### REQUIRED WORK
Set down exactly the lines below, starting at the one that contains "fn from(e: zip::result::ZipError)" and ending at the one that contains "use crate::db::open_store;", with both of those lines included and nothing else.

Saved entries
"""

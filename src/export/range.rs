// src/export/range.rs

use crate::errors::{AppError, AppResult};
use chrono::{Datelike, NaiveDate};

/// Parse a `--range` expression into inclusive date bounds.
///
/// Accepted forms:
/// - YYYY
/// - YYYY-MM
/// - YYYY-MM-DD
/// - any of the above as `START:END` (both sides in the same form)
pub fn parse_range(r: &str) -> AppResult<(NaiveDate, NaiveDate)> {
    let r = r.trim();

    if let Some((start_raw, end_raw)) = r.split_once(':') {
        let (start, end) = (start_raw.trim(), end_raw.trim());
        if start.len() != end.len() {
            return Err(AppError::InvalidDate(format!(
                "range bounds must use the same format: {r}"
            )));
        }
        let (from, _) = period_bounds(start)?;
        let (_, to) = period_bounds(end)?;
        if to < from {
            return Err(AppError::InvalidDate(format!("range ends before it starts: {r}")));
        }
        Ok((from, to))
    } else {
        period_bounds(r)
    }
}

/// First and last day covered by a single period expression.
fn period_bounds(p: &str) -> AppResult<(NaiveDate, NaiveDate)> {
    let invalid = || AppError::InvalidDate(format!("unsupported range format: {p}"));

    match p.len() {
        // YYYY
        4 => {
            let y: i32 = p.parse().map_err(|_| invalid())?;
            let first = NaiveDate::from_ymd_opt(y, 1, 1).ok_or_else(invalid)?;
            let last = NaiveDate::from_ymd_opt(y, 12, 31).ok_or_else(invalid)?;
            Ok((first, last))
        }
        // YYYY-MM
        7 => {
            let first =
                NaiveDate::parse_from_str(&format!("{p}-01"), "%Y-%m-%d").map_err(|_| invalid())?;
            Ok((first, last_day_of_month(first).ok_or_else(invalid)?))
        }
        // YYYY-MM-DD
        10 => {
            let d = NaiveDate::parse_from_str(p, "%Y-%m-%d").map_err(|_| invalid())?;
            Ok((d, d))
        }
        _ => Err(invalid()),
    }
}

fn last_day_of_month(first: NaiveDate) -> Option<NaiveDate> {
    let (y, m) = if first.month() == 12 {
        (first.year() + 1, 1)
    } else {
        (first.year(), first.month() + 1)
    };
    NaiveDate::from_ymd_opt(y, m, 1)?.pred_opt()
}
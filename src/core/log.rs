use crate::db::Store;
use crate::db::log::load_log;
use crate::errors::AppResult;
use crate::ui::messages::info;
use ansi_term::Colour;
use regex::Regex;
use std::sync::OnceLock;

const MAX_OP_WIDTH: usize = 60;

fn ansi_re() -> Option<&'static Regex> {
    static RE: OnceLock<Option<Regex>> = OnceLock::new();
    RE.get_or_init(|| Regex::new(r"\x1B\[[0-9;]*[mK]").ok()).as_ref()
}

fn strip_ansi(s: &str) -> String {
    match ansi_re() {
        Some(re) => re.replace_all(s, "").into_owned(),
        None => s.to_string(),
    }
}

/// Colour used for the operation column.
fn color_for_operation(op: &str) -> Colour {
    match op {
        "add" => Colour::Green,
        "backup" => Colour::Blue,
        "export" => Colour::Cyan,
        "migration_applied" => Colour::Purple,
        "init" => Colour::RGB(255, 153, 51),
        _ => Colour::White,
    }
}

/// Truncate on visible characters and recolour the leading operation word.
fn render_op_target(operation: &str, target: &str) -> String {
    let color = color_for_operation(operation);
    let visible = if target.is_empty() {
        operation.to_string()
    } else {
        format!("{operation} ({target})")
    };

    let visible = if visible.chars().count() > MAX_OP_WIDTH {
        let mut s: String = visible.chars().take(MAX_OP_WIDTH - 3).collect();
        s.push_str("...");
        s
    } else {
        visible
    };

    match visible.split_once(' ') {
        Some((op, rest)) => format!("{} {}", color.paint(op), rest),
        None => color.paint(visible.as_str()).to_string(),
    }
}

pub struct LogLogic;

impl LogLogic {
    pub fn print_log(store: &Store) -> AppResult<()> {
        let rows = load_log(&store.conn)?;

        if rows.is_empty() {
            info("Internal log is empty.");
            return Ok(());
        }

        let lines: Vec<(i64, String, String, String)> = rows
            .into_iter()
            .map(|r| {
                let date = chrono::DateTime::parse_from_rfc3339(&r.date)
                    .map(|dt| dt.format("%FT%T%:z").to_string())
                    .unwrap_or(r.date);
                let op = render_op_target(&r.operation, &r.target);
                (r.id, date, op, r.message)
            })
            .collect();

        let id_w = lines
            .iter()
            .map(|(id, ..)| id.to_string().len())
            .max()
            .unwrap_or(1);
        let date_w = lines.iter().map(|(_, d, ..)| d.len()).max().unwrap_or(10);
        let op_w = lines
            .iter()
            .map(|(_, _, op, _)| strip_ansi(op).chars().count())
            .max()
            .unwrap_or(10)
            .min(MAX_OP_WIDTH);

        println!("📜 Internal log:\n");

        for (id, date, op, message) in lines {
            let padding = " ".repeat(op_w.saturating_sub(strip_ansi(&op).chars().count()));
            println!("{id:>id_w$}: {date:<date_w$} | {op}{padding} => {message}");
        }

        Ok(())
    }
}
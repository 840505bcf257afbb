// src/export/model.rs

use crate::models::Entry;
use serde::Serialize;

/// Flat row used by every export format.
#[derive(Serialize, Clone, Debug)]
pub struct EntryExport {
    pub id: i64,
    pub created_at: String,
    pub period_start: String,
    pub period_end: String,
    pub name: String,
    pub category: String,
    pub description: String,
    pub points: u32,
    pub photo: String,
}

impl From<&Entry> for EntryExport {
    fn from(e: &Entry) -> Self {
        Self {
            id: e.id,
            created_at: e.created_at_str(),
            period_start: e.period_start_str(),
            period_end: e.period_end_str(),
            name: e.name.clone(),
            category: e.category.to_string(),
            description: e.description.clone(),
            points: e.points,
            photo: e.photo_path.clone(),
        }
    }
}

/// CSV header, in column order.
pub(crate) const CSV_HEADERS: [&str; 8] = [
    "Entry Date",
    "Start Date",
    "End Date",
    "Activity Name",
    "Activity Type",
    "Description",
    "CPD Points",
    "Photo",
];

pub(crate) fn entry_to_row(e: &EntryExport) -> [String; 8] {
    [
        e.created_at.clone(),
        e.period_start.clone(),
        e.period_end.clone(),
        e.name.clone(),
        e.category.clone(),
        e.description.clone(),
        e.points.to_string(),
        e.photo.clone(),
    ]
}
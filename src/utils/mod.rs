pub mod colors;
pub mod date;
pub mod path;
pub mod table;
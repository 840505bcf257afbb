//! Unified application error type.
//! All modules (db, core, cli, utils) return AppError to keep the error
//! handling consistent and easy to manage.

use crate::core::backup::upload::UploadError;
use std::io;
use thiserror::Error;

#[derive(Error, Debug)]
pub enum AppError {
    // ---------------------------
    // IO
    // ---------------------------
    #[error("I/O error: {0}")]
    Io(#[from] io::Error),

    // ---------------------------
    // Database-related
    // ---------------------------
    #[error("Database error: {0}")]
    Persistence(#[from] rusqlite::Error),

    #[error("Database migration error: {0}")]
    Migration(String),

    // ---------------------------
    // Backup pipeline
    // ---------------------------
    #[error("Archive error: {0}")]
    Archive(String),

    #[error("Upload error: {0}")]
    Upload(#[from] UploadError),

    // ---------------------------
    // Input validation
    // ---------------------------
    #[error("Invalid date format: {0}")]
    InvalidDate(String),

    #[error("{0}")]
    Validation(String),

    // ---------------------------
    // Config errors
    // ---------------------------
    #[error("Configuration error: {0}")]
    Config(String),

    #[error("Failed to load configuration: {0}")]
    ConfigLoad(String),

    #[error("Failed to save configuration: {0}")]
    ConfigSave(String),

    // ---------------------------
    // Export errors
    // ---------------------------
    #[error("Export error: {0}")]
    Export(String),

    // ---------------------------
    // Generic fallback
    // ---------------------------
    #[error("Internal error: {0}")]
    Other(String),
}

impl From<zip::result::ZipError> for AppError {
    fn from(e: zip::result::ZipError) -> Self {
        AppError::Archive(e.to_string())
    }
}

impl From<walkdir::Error> for AppError {
    fn from(e: walkdir::Error) -> Self {
        AppError::Archive(e.to_string())
    }
}

pub type AppResult<T> = Result<T, AppError>;
use crate::cli::parser::Commands;
use crate::config::Config;
use crate::db::open_store;
use crate::errors::AppResult;
use crate::export::ExportLogic;

pub fn handle(cmd: &Commands, cfg: &Config) -> AppResult<()> {
    if let Commands::Export {
        format,
        file,
        range,
        force,
    } = cmd
    {
        let store = open_store(cfg.database_path())?;
        ExportLogic::export(
            &store,
            cfg,
            *format,
            file.as_deref(),
            range.as_deref(),
            *force,
        )?;
        store.close()?;
    }
    Ok(())
}
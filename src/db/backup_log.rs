//! Backup log store: one row per pipeline run that reached the logging step.

use crate::errors::AppResult;
use crate::models::{BackupRecord, BackupStatus};
use crate::ui::messages::{info, warning};
use crate::utils::date::{format_timestamp, parse_timestamp};
use chrono::NaiveDateTime;
use rusqlite::{Connection, OptionalExtension, params};

/// Append one record. Failures are reported and swallowed: logging a backup
/// must never abort the pipeline that produced it.
pub fn append(conn: &Connection, record: &BackupRecord) {
    let res = conn.execute(
        "INSERT INTO backup_log (attempted_at, archive_path, entries_count, status)
         VALUES (?1, ?2, ?3, ?4)",
        params![
            format_timestamp(&record.attempted_at),
            record.archive_path,
            record.entries_count,
            record.status.as_str(),
        ],
    );

    match res {
        Ok(_) => info(format!("Backup logged: {}", record.archive_path)),
        Err(e) => warning(format!("Error logging backup: {}", e)),
    }
}

/// Most recent `attempted_at` among completed backups. `None` when there is
/// none or the table cannot be read.
pub fn last_successful(conn: &Connection) -> Option<NaiveDateTime> {
    match try_last_successful(conn) {
        Ok(v) => v,
        Err(e) => {
            warning(format!("Error getting last backup date: {}", e));
            None
        }
    }
}

/// Same as [`last_successful`] but surfaces read faults to the caller.
pub fn try_last_successful(conn: &Connection) -> AppResult<Option<NaiveDateTime>> {
    let raw: Option<String> = conn
        .query_row(
            "SELECT attempted_at FROM backup_log
             WHERE status = 'completed'
             ORDER BY attempted_at DESC
             LIMIT 1",
            [],
            |row| row.get(0),
        )
        .optional()?;

    Ok(raw.as_deref().and_then(parse_timestamp))
}

/// Backup history, newest first. `limit = None` returns everything.
pub fn history(conn: &Connection, limit: Option<usize>) -> AppResult<Vec<BackupRecord>> {
    let limit = limit.map(|l| l as i64).unwrap_or(-1);

    let mut stmt = conn.prepare(
        "SELECT attempted_at, archive_path, IFNULL(entries_count, 0), IFNULL(status, 'completed')
         FROM backup_log
         ORDER BY attempted_at DESC, id DESC
         LIMIT ?1",
    )?;

    let rows = stmt.query_map([limit], |row| {
        let attempted: String = row.get(0)?;
        let status: String = row.get(3)?;
        Ok((attempted, row.get::<_, String>(1)?, row.get::<_, i64>(2)?, status))
    })?;

    let mut out = Vec::new();
    for r in rows {
        let (attempted, archive_path, entries_count, status) = r?;
        // Rows with an unreadable timestamp cannot be ordered or compared; skip them.
        let Some(attempted_at) = parse_timestamp(&attempted) else {
            continue;
        };
        out.push(BackupRecord {
            attempted_at,
            archive_path,
            entries_count,
            status: BackupStatus::from_db_str(&status),
        });
    }
    Ok(out)
}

"""

### OUTPUT BELOW
    fn from(e: zip::result::ZipError) -> Self {
        AppError::Archive(e.to_string())
    }
}

impl From<walkdir::Error> for AppError {
    fn from(e: walkdir::Error) -> Self {
        AppError::Archive(e.to_string())
    }
}

pub type AppResult<T> = Result<T, AppError>;
use crate::cli::parser::Commands;
use crate::config::Config;
use crate::db::open_store;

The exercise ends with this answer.